There’s no need to wait until October to suggest horror books for book clubs to read. Lots of book clubs always blaze through the latest mystery reads and are looking for something new, and here at Book Riot we love some good scare-the-pants-off-you books. If your group is into the macabre or dark psychological mysteries, try branching out to horror books for interesting and new discussions among your book club members.
These horror book for book club recommendations are chosen based on some discussions I think they could prompt, as well as how readable they are for groups.
I’ll start with books that are a bit on the lighter side, and move to the darker, only-for-horror-lovers books toward the end of the list. This ranking, however, is my totally subjective opinion, and others may think these books are more or less gruesome than I do, so read with caution, because some definitely contain some upsetting subject matter.
The Saturday Night Ghost Club by Craig Davidson
This Stranger Things–esque novel is more a fun coming-of-age than a true horror book. It follows a band of misfit kids in the 1980s (sound familiar?) who spend their summer investigating local ghost stories and town legends. What starts as a fun way to kill time slowly evolves into something more than the kids had ever thought would happen. This one is fun for groups who like reminiscing and don’t usually stay too on topic.

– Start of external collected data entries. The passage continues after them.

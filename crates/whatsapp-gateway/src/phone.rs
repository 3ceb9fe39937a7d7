//! Phone number to transport address conversion.

use whatsapp_client::USER_ADDRESS_SUFFIX;

/// Convert a raw, locale-formatted phone number into a WhatsApp user address.
///
/// Every character that is not an ASCII digit is dropped and the user address
/// suffix is appended. No length or country-code check happens here; an
/// address built from too few digits is still well formed and is only caught
/// by the registration check.
pub fn to_address(number: &str) -> String {
    let mut address: String = number.chars().filter(|c| c.is_ascii_digit()).collect();
    address.push_str(USER_ADDRESS_SUFFIX);
    address
}
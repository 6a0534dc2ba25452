//! Lag-length selection for the zero-mean ADF regression.
//!
//! All candidates share the sample imposed by `maxlag` so their information criteria
//! are comparable.
//!
use std::f64::consts::SQRT_2;

use rayon::prelude::*;
use statrs::function::erf::erfc;
use tracing::debug;

use super::common::LagSelection;
use super::common::zero_mean_adf_design;
use super::ols::LinearSolver;
use crate::error::Result;

/// Two-sided level at which the top lag must be significant in the t-stat search.
pub const TSTAT_LEVEL: f64 = 0.10;

/// Summary of one candidate regression.
#[derive(Debug, Clone, Copy, PartialEq)]
pub struct LagCandidate {
  pub lag: usize,
  pub nobs: usize,
  pub aic: f64,
  pub bic: f64,
  /// t-statistic of the last regressor (the level term when `lag == 0`).
  pub top_t: f64,
}

/// Selected lag order.
#[derive(Debug, Clone, Copy, PartialEq)]
pub struct LagChoice {
  pub lag: usize,
  /// Criterion value at the selected lag; `None` when no search ran.
  pub icbest: Option<f64>,
}

/// Fits every lag `0..=max_lags` on the common sample.
pub fn fit_candidates<S>(solver: &S, y: &[f64], max_lags: usize) -> Result<Vec<LagCandidate>>
where
  S: LinearSolver + Sync + ?Sized,
{
  let (lhs, rhs) = zero_mean_adf_design(y, max_lags)?;

  (0..=max_lags)
    .into_par_iter()
    .map(|lag| -> Result<LagCandidate> {
      let x = rhs.columns(0, lag + 1).into_owned();
      let fit = solver.fit(&x, &lhs)?;
      let top_t = fit.t_values().last().copied().unwrap_or(f64::NAN);
      let candidate = LagCandidate {
        lag,
        nobs: fit.nobs,
        aic: fit.aic(),
        bic: fit.bic(),
        top_t,
      };
      debug!(
        lag,
        aic = candidate.aic,
        bic = candidate.bic,
        top_t,
        "lag candidate"
      );
      Ok(candidate)
    })
    .collect()
}

/// Picks a lag from fitted candidates, ordered by lag.
///
/// Information criteria are minimised with ties going to the smaller lag. The t-stat
/// rule walks down from the largest lag and stops at the first whose top term is
/// significant at [`TSTAT_LEVEL`], falling back to lag 0.
pub fn choose_lag(candidates: &[LagCandidate], selection: LagSelection) -> LagChoice {
  match selection {
    LagSelection::Aic => minimise(candidates, |c| c.aic),
    LagSelection::Bic => minimise(candidates, |c| c.bic),
    LagSelection::TStat => {
      let chosen = candidates
        .iter()
        .rev()
        .find(|c| c.lag == 0 || two_sided_p_value(c.top_t) <= TSTAT_LEVEL);
      match chosen {
        Some(c) => LagChoice {
          lag: c.lag,
          icbest: Some(c.top_t.abs()),
        },
        None => LagChoice {
          lag: 0,
          icbest: None,
        },
      }
    }
    LagSelection::Fixed => LagChoice {
      lag: candidates.last().map_or(0, |c| c.lag),
      icbest: None,
    },
  }
}

/// Chooses the ADF lag for the detrended series `y`.
pub fn select_lag<S>(
  solver: &S,
  y: &[f64],
  max_lags: usize,
  selection: LagSelection,
) -> Result<LagChoice>
where
  S: LinearSolver + Sync + ?Sized,
{
  if selection == LagSelection::Fixed || max_lags == 0 {
    return Ok(LagChoice {
      lag: max_lags,
      icbest: None,
    });
  }

  let candidates = fit_candidates(solver, y, max_lags)?;
  let choice = choose_lag(&candidates, selection);
  debug!(?selection, max_lags, lag = choice.lag, icbest = ?choice.icbest, "selected lag");
  Ok(choice)
}

fn minimise(candidates: &[LagCandidate], ic: impl Fn(&LagCandidate) -> f64) -> LagChoice {
  let mut best: Option<(usize, f64)> = None;
  for c in candidates {
    let value = ic(c);
    if value.is_nan() {
      continue;
    }
    if best.map_or(true, |(_, b)| value < b) {
      best = Some((c.lag, value));
    }
  }
  match best {
    Some((lag, value)) => LagChoice {
      lag,
      icbest: Some(value),
    },
    None => LagChoice {
      lag: 0,
      icbest: None,
    },
  }
}

fn two_sided_p_value(t: f64) -> f64 {
  if t.is_nan() {
    return 1.0;
  }
  erfc(t.abs() / SQRT_2)
}
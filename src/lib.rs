//! # dfgls-rs
//!
//! $$
//! \Delta y^d_t=\gamma\,y^d_{t-1}+\sum_{i=1}^{p}\delta_i\,\Delta y^d_{t-i}+e_t,\qquad
//! H_0:\gamma=0
//! $$
//!
//! Dickey-Fuller GLS unit-root test of Elliott, Rothenberg & Stock (1996): the series is
//! detrended by GLS under a local-to-unity alternative, then a zero-mean ADF regression
//! is run on the result with its lag order chosen by AIC, BIC or a sequential t-test.
//!
//! ```no_run
//! use dfgls::dfgls;
//!
//! let series: Vec<f64> = (0..200).map(|t| (t as f64 * 0.1).sin()).collect();
//! let res = dfgls(&series, "c", None, Some("AIC")).unwrap();
//! println!("{res}");
//! ```
//!
pub mod error;
pub mod stationarity;

pub use error::DfglsError;
pub use error::Result;
pub use stationarity::common::CriticalValues;
pub use stationarity::common::DeterministicTerm;
pub use stationarity::common::LagSelection;
pub use stationarity::ers_dfgls::DfglsConfig;
pub use stationarity::ers_dfgls::DfglsResult;
pub use stationarity::ers_dfgls::DfglsTest;
pub use stationarity::ers_dfgls::dfgls;
pub use stationarity::ers_dfgls::ers_dfgls_test;
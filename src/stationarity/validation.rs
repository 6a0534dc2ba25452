use super::common::DeterministicTerm;
use super::common::schwert_max_lags;
use crate::error::DfglsError;
use crate::error::Result;

/// Validated request for one DF-GLS run.
#[derive(Debug, Clone, Copy, PartialEq, Eq)]
pub struct ValidatedInput {
  pub nobs: usize,
  pub trend: DeterministicTerm,
  pub max_lags: usize,
}

/// Largest `maxlag` leaving the zero-mean ADF regression on `n` points with positive
/// residual degrees of freedom: `n - 1 - p` rows against `p + 1` coefficients.
pub fn max_lag_limit(n: usize) -> Option<usize> {
  n.checked_sub(3).map(|m| m / 2)
}

/// Checks the series and resolves `maxlag`.
///
/// Without an explicit `max_lags` the Schwert (1989) rule is used, capped at
/// [`max_lag_limit`].
pub fn validate_series(
  y: &[f64],
  trend: DeterministicTerm,
  max_lags: Option<usize>,
) -> Result<ValidatedInput> {
  let nobs = y.len();

  if let Some((index, &value)) = y.iter().enumerate().find(|(_, v)| !v.is_finite()) {
    return Err(DfglsError::NonFiniteValue { index, value });
  }

  let Some(limit) = max_lag_limit(nobs) else {
    return Err(DfglsError::InsufficientData {
      needed: 3,
      got: nobs,
    });
  };

  let max_lags = match max_lags {
    Some(p) if p > limit => return Err(DfglsError::MaxLagTooLarge { maxlag: p, limit }),
    Some(p) => p,
    None => schwert_max_lags(nobs).min(limit),
  };

  Ok(ValidatedInput {
    nobs,
    trend,
    max_lags,
  })
}
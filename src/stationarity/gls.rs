//! GLS detrending of Elliott, Rothenberg & Stock (1996).
//!
//! $$
//! \bar\alpha=1+\bar c/T,\quad y^\*_1=y_1,\quad y^\*_t=y_t-\bar\alpha y_{t-1},\quad
//! y^d_t=y_t-z_t^\top\hat\beta
//! $$
//!
use nalgebra::DMatrix;
use nalgebra::DVector;
use tracing::debug;

use super::common::DeterministicTerm;
use super::ols::LinearSolver;
use crate::error::DfglsError;
use crate::error::Result;

/// Size, relative to the range of the input, below which a detrended series counts as
/// identically zero.
const DEGENERATE_TOL: f64 = 1e-9;

/// Output of [`gls_detrend`].
#[derive(Debug, Clone, PartialEq)]
pub struct GlsDetrended {
  /// `y - Zβ̂`, same length as the input.
  pub series: Vec<f64>,
  /// Deterministic coefficients (constant, then trend).
  pub beta: Vec<f64>,
  /// Quasi-differencing coefficient `1 + c̄/T`.
  pub alpha: f64,
}

/// Applies `(1 - αL)` to every observation after the first; the first is kept as is.
///
/// With `α = 1` this is ordinary first differencing preceded by `y[0]`.
pub fn quasi_difference(y: &[f64], alpha: f64) -> Vec<f64> {
  let mut out = Vec::with_capacity(y.len());
  if let Some(&first) = y.first() {
    out.push(first);
  }
  out.extend(y.windows(2).map(|w| w[1] - alpha * w[0]));
  out
}

/// Deterministic regressors `Z`: a column of ones, plus `1..=n` for a trend.
pub fn deterministic_regressors(n: usize, trend: DeterministicTerm) -> DMatrix<f64> {
  DMatrix::from_fn(n, trend.n_regressors(), |r, c| match c {
    0 => 1.0,
    _ => (r + 1) as f64,
  })
}

/// Removes the deterministic component estimated on quasi-differenced data.
pub fn gls_detrend<S>(solver: &S, y: &[f64], trend: DeterministicTerm) -> Result<GlsDetrended>
where
  S: LinearSolver + ?Sized,
{
  let n = y.len();
  let alpha = 1.0 + trend.cbar() / n as f64;

  let z = deterministic_regressors(n, trend);
  let z_star = DMatrix::from_fn(n, z.ncols(), |r, c| match r {
    0 => z[(0, c)],
    _ => z[(r, c)] - alpha * z[(r - 1, c)],
  });
  let y_star = DVector::from_vec(quasi_difference(y, alpha));

  let fit = solver.fit(&z_star, &y_star)?;
  let beta = DVector::from_column_slice(&fit.beta);
  let fitted = &z * &beta;

  let series: Vec<f64> = y.iter().zip(fitted.iter()).map(|(v, f)| v - f).collect();

  // measured against the variation of y so that adding a constant leaves it unchanged
  let variation = y.iter().fold(0.0f64, |m, v| m.max((v - y[0]).abs()));
  let spread = series.iter().fold(0.0f64, |m, v| m.max(v.abs()));
  if variation == 0.0 || spread <= variation * DEGENERATE_TOL {
    return Err(DfglsError::SingularRegression(format!(
      "series is fully explained by its {} deterministic component",
      trend.code()
    )));
  }

  debug!(trend = trend.code(), alpha, beta = ?fit.beta, "gls detrending");

  Ok(GlsDetrended {
    series,
    beta: fit.beta,
    alpha,
  })
}
use std::fs::File;
use std::io::BufRead;
use std::io::BufReader;
use std::path::Path;
use std::path::PathBuf;

use anyhow::Context;
use anyhow::Result;
use clap::Parser;
use dfgls::DfglsResult;
use dfgls::dfgls;

#[derive(Parser)]
#[command(name = "dfgls")]
#[command(about = "DF-GLS unit-root test (Elliott, Rothenberg & Stock 1996)")]
#[command(version)]
struct Cli {
  /// Input series, one value per line
  input: PathBuf,

  /// Deterministic terms: c (constant) or ct (constant and trend)
  #[arg(short, long, default_value = "c")]
  regression: String,

  /// Maximum lag; defaults to 12·(nobs/100)^¼
  #[arg(short, long)]
  maxlag: Option<usize>,

  /// Lag selection: AIC, BIC, t-stat, or none to use maxlag as given
  #[arg(short, long, default_value = "AIC")]
  autolag: String,

  /// Log verbosity level (trace, debug, info, warn, error)
  #[arg(long, default_value = "warn")]
  log_level: tracing::Level,
}

fn main() -> Result<()> {
  let cli = Cli::parse();

  tracing_subscriber::fmt()
    .with_max_level(cli.log_level)
    .with_target(false)
    .init();

  let data = read_vector_from_file(&cli.input)?;
  let res = run(&cli, &data)?;
  println!("{res}");

  Ok(())
}

fn run(cli: &Cli, data: &[f64]) -> Result<DfglsResult> {
  dfgls(data, &cli.regression, cli.maxlag, Some(cli.autolag.as_str()))
    .with_context(|| format!("DF-GLS test failed on {}", cli.input.display()))
}

fn read_vector_from_file(path: &Path) -> Result<Vec<f64>> {
  let file = File::open(path).with_context(|| format!("cannot open {}", path.display()))?;
  let reader = BufReader::new(file);
  let mut data = Vec::new();

  for (i, line) in reader.lines().enumerate() {
    let line = line?;
    let line = line.trim();
    if line.is_empty() {
      continue;
    }
    let value: f64 = line
      .parse()
      .with_context(|| format!("line {}: '{line}' is not a number", i + 1))?;
    data.push(value);
  }

  Ok(data)
}

#[cfg(test)]
mod tests {
  use rand::SeedableRng;
  use rand::rngs::StdRng;
  use rand_distr::Distribution;
  use rand_distr::Normal;

  use super::*;

  fn walk(n: usize) -> Vec<f64> {
    let mut rng = StdRng::seed_from_u64(17);
    let normal = Normal::new(0.0, 1.0).unwrap();
    let mut x = vec![0.0; n];
    for t in 1..n {
      x[t] = x[t - 1] + normal.sample(&mut rng);
    }
    x
  }

  #[test]
  fn none_autolag_uses_maxlag() {
    let data = walk(200);
    for spelling in ["none", "None", "fixed"] {
      let cli = Cli::try_parse_from(["dfgls", "series.txt", "-m", "3", "-a", spelling]).unwrap();
      let res = run(&cli, &data).unwrap();
      assert_eq!(res.used_lags, 3);
      assert_eq!(res.icbest, None);
    }
  }

  #[test]
  fn unknown_autolag_is_reported() {
    let cli = Cli::try_parse_from(["dfgls", "series.txt", "-a", "HQIC"]).unwrap();
    let err = run(&cli, &walk(200)).unwrap_err();
    assert!(format!("{err:#}").contains("HQIC"), "{err:#}");
  }
}
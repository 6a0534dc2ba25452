//! MacKinnon (1994, 2010) response surfaces for the zero-mean (`nc`) Dickey-Fuller
//! tau statistic with a single integrated variable.
//!
//! $$
//! p(\tau)=\Phi\Big(\sum_i \gamma_i\tau^i\Big),\qquad
//! c_\alpha(T)=\beta_0+\beta_1/T+\beta_2/T^2+\beta_3/T^3
//! $$
//!
use std::f64::consts::SQRT_2;

use statrs::function::erf::erfc;

use super::common::CriticalValues;

/// Below this statistic the p-value is 0.
const TAU_MIN_NC: f64 = -19.04;
/// Switch point between the small-p and large-p polynomials.
const TAU_STAR_NC: f64 = -1.04;

/// Ascending powers of τ.
const TAU_NC_SMALLP: [f64; 3] = [0.6344, 1.2378, 3.2496e-2];
const TAU_NC_LARGEP: [f64; 4] = [0.4797, 9.3557e-1, -6.999e-2, 3.3066e-2];

/// 1%, 5%, 10% rows; ascending powers of `1/T`.
const TAU_NC_2010: [[f64; 4]; 3] = [
  [-2.56574, -2.2358, -3.627, 0.0],
  [-1.94100, -0.2686, -3.365, 31.223],
  [-1.61682, 0.2656, -2.714, 25.364],
];

fn polyval(coeffs: &[f64], x: f64) -> f64 {
  coeffs.iter().rev().fold(0.0, |acc, c| acc * x + c)
}

/// Approximate p-value of a zero-mean Dickey-Fuller tau statistic.
pub fn mackinnon_p_value(tau: f64) -> f64 {
  if tau.is_nan() {
    return f64::NAN;
  }
  if tau < TAU_MIN_NC {
    return 0.0;
  }
  let coeffs: &[f64] = if tau <= TAU_STAR_NC {
    &TAU_NC_SMALLP
  } else {
    &TAU_NC_LARGEP
  };
  // Φ(x) = erfc(-x/√2) / 2
  0.5 * erfc(-polyval(coeffs, tau) / SQRT_2)
}

/// Finite-sample critical values for a regression with `nobs` observations.
pub fn mackinnon_critical_values(nobs: usize) -> CriticalValues {
  let inv_t = 1.0 / nobs as f64;
  let at = |row: &[f64; 4]| polyval(row, inv_t);
  CriticalValues {
    one_percent: at(&TAU_NC_2010[0]),
    five_percent: at(&TAU_NC_2010[1]),
    ten_percent: at(&TAU_NC_2010[2]),
  }
}
use super::common::CriticalValues;
use super::common::zero_mean_adf_design;
use super::mackinnon::mackinnon_critical_values;
use super::mackinnon::mackinnon_p_value;
use super::ols::LinearSolver;
use super::ols::Ols;
use crate::error::DfglsError;
use crate::error::Result;

/// Output of a zero-mean ADF tau test.
#[derive(Debug, Clone, Copy, PartialEq)]
pub struct AdfEvaluation {
  /// t-statistic of the lagged level coefficient.
  pub statistic: f64,
  pub p_value: f64,
  pub critical_values: CriticalValues,
  /// Observations in the test regression.
  pub nobs: usize,
}

/// Capability: evaluate a Dickey-Fuller tau test without constant or trend.
pub trait ZeroMeanAdf {
  fn evaluate(&self, y: &[f64], lag: usize) -> Result<AdfEvaluation>;
}

/// Zero-mean ADF regression scored against the MacKinnon `nc` response surface.
#[derive(Debug, Clone, Copy, Default)]
pub struct MacKinnonAdf<S = Ols> {
  solver: S,
}

impl<S: LinearSolver> MacKinnonAdf<S> {
  pub fn new(solver: S) -> Self {
    Self { solver }
  }
}

impl<S: LinearSolver> ZeroMeanAdf for MacKinnonAdf<S> {
  fn evaluate(&self, y: &[f64], lag: usize) -> Result<AdfEvaluation> {
    let (lhs, rhs) = zero_mean_adf_design(y, lag)?;
    let fit = self.solver.fit(&rhs, &lhs)?;

    let gamma = fit.beta[0];
    let se = fit.std_err[0];
    let statistic = if se > 0.0 { gamma / se } else { f64::NAN };
    if !statistic.is_finite() {
      return Err(DfglsError::SingularRegression(format!(
        "level coefficient {gamma} has standard error {se}"
      )));
    }

    Ok(AdfEvaluation {
      statistic,
      p_value: mackinnon_p_value(statistic),
      critical_values: mackinnon_critical_values(fit.nobs),
      nobs: fit.nobs,
    })
  }
}

/// Runs the engine at the selected lag, tagging any failure with that lag.
pub fn evaluate_at_lag<E>(engine: &E, detrended: &[f64], lag: usize) -> Result<AdfEvaluation>
where
  E: ZeroMeanAdf + ?Sized,
{
  engine
    .evaluate(detrended, lag)
    .map_err(|err| DfglsError::Evaluation {
      lag,
      reason: err.to_string(),
    })
}

#[cfg(test)]
mod tests {
  use approx::assert_abs_diff_eq;
  use rand::SeedableRng;
  use rand::rngs::StdRng;
  use rand_distr::Distribution;
  use rand_distr::Normal;

  use super::*;

  fn ar1(phi: f64, n: usize, seed: u64) -> Vec<f64> {
    let mut rng = StdRng::seed_from_u64(seed);
    let normal = Normal::new(0.0, 1.0).unwrap();
    let mut x = vec![0.0; n];
    for t in 1..n {
      x[t] = phi * x[t - 1] + normal.sample(&mut rng);
    }
    x
  }

  #[test]
  fn lag_zero_matches_closed_form() {
    // Δy_t = γ y_{t-1} + e_t with a single regressor
    let y = ar1(0.9, 200, 4);
    let dy: Vec<f64> = y.windows(2).map(|w| w[1] - w[0]).collect();
    let lag = &y[..y.len() - 1];
    let sxx = lag.iter().map(|v| v * v).sum::<f64>();
    let gamma = lag.iter().zip(&dy).map(|(a, b)| a * b).sum::<f64>() / sxx;
    let sse = lag
      .iter()
      .zip(&dy)
      .map(|(a, b)| (b - gamma * a).powi(2))
      .sum::<f64>();
    let se = (sse / (dy.len() - 1) as f64 / sxx).sqrt();

    let res = MacKinnonAdf::new(Ols).evaluate(&y, 0).unwrap();
    assert_eq!(res.nobs, 199);
    assert_abs_diff_eq!(res.statistic, gamma / se, epsilon = 1e-8);
    assert_abs_diff_eq!(res.p_value, mackinnon_p_value(res.statistic), epsilon = 1e-15);
  }

  #[test]
  fn regression_sample_shrinks_with_lag() {
    let y = ar1(0.5, 120, 8);
    let engine = MacKinnonAdf::new(Ols);
    let res = engine.evaluate(&y, 5).unwrap();
    assert_eq!(res.nobs, 120 - 1 - 5);
    assert_eq!(res.critical_values, mackinnon_critical_values(114));
  }

  #[test]
  fn failures_carry_the_lag() {
    let y = vec![0.0; 40];
    let err = evaluate_at_lag(&MacKinnonAdf::new(Ols), &y, 3).unwrap_err();
    match err {
      DfglsError::Evaluation { lag, reason } => {
        assert_eq!(lag, 3);
        assert!(reason.contains("singular"), "{reason}");
      }
      other => panic!("unexpected error {other:?}"),
    }
  }
}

The Southern Book Club’s Guide to Slaying Vampires by Grady Hendrix
Mostly campy horror fun (though it does contain some blood spatter), this one follows a women’s book club fighting to protect their quiet neighborhood from a stranger who…happens to be a vampire. Groups who like reading true crime or thrillers will like this one, as the in-book book club loves chatting
about recent crime events near them, and they become amateur investigators themselves.
We definitely veer into the scarier territory with this one, but The Good House is a classic and a great place to start if your book club has never read horror before. This is a good old-fashioned haunted house story that includes good discussion points surrounding classic horror story tropes. It also discusses a grieving mother who lost her son to suicide, so there are some non-horror elements that will prompt interesting conversations to consider as well.
For those who don’t mind Stephen King horror and enjoyed Misery, this is the perfect book to pick up. Following a young man in a car accident who is now paralyzed, he watches as his mother-in-law obsessively digs holes in their backyard. This is fun to compare to King’s Misery while also contrasting with cultural differences, as this is translated and originally published in Korean.
Groups that enjoy historical fiction and don’t mind a supernatural twist will enjoy this horror book club book. Iseult’s mother died in childbirth, so it’s just her and her father, who is trying to marry her off so she doesn’t die a spinster. Iseult manages to scare off suitor after suitor; she does, of course, believe her dead mother’s ghost lives in the scar on her own neck, and she must go to greater and greater lengths to quiet her mother as she becomes more outspoken. This one will prompt great discussions of women’s roles in history and mental health throughout history.
A horror/sci-fi combo, this short novel (250 pages) gets its fear factor from how wild yet real some of the novel seems. “Kentukis” are everywhere—mechanical animals that have cameras and microphones and are connected to an anonymous global server. From the outside, they seem harmless. But these can follow anyone anywhere, both connecting humans and working to harm them. Pick this one if your group liked The Circle or Dark Matter.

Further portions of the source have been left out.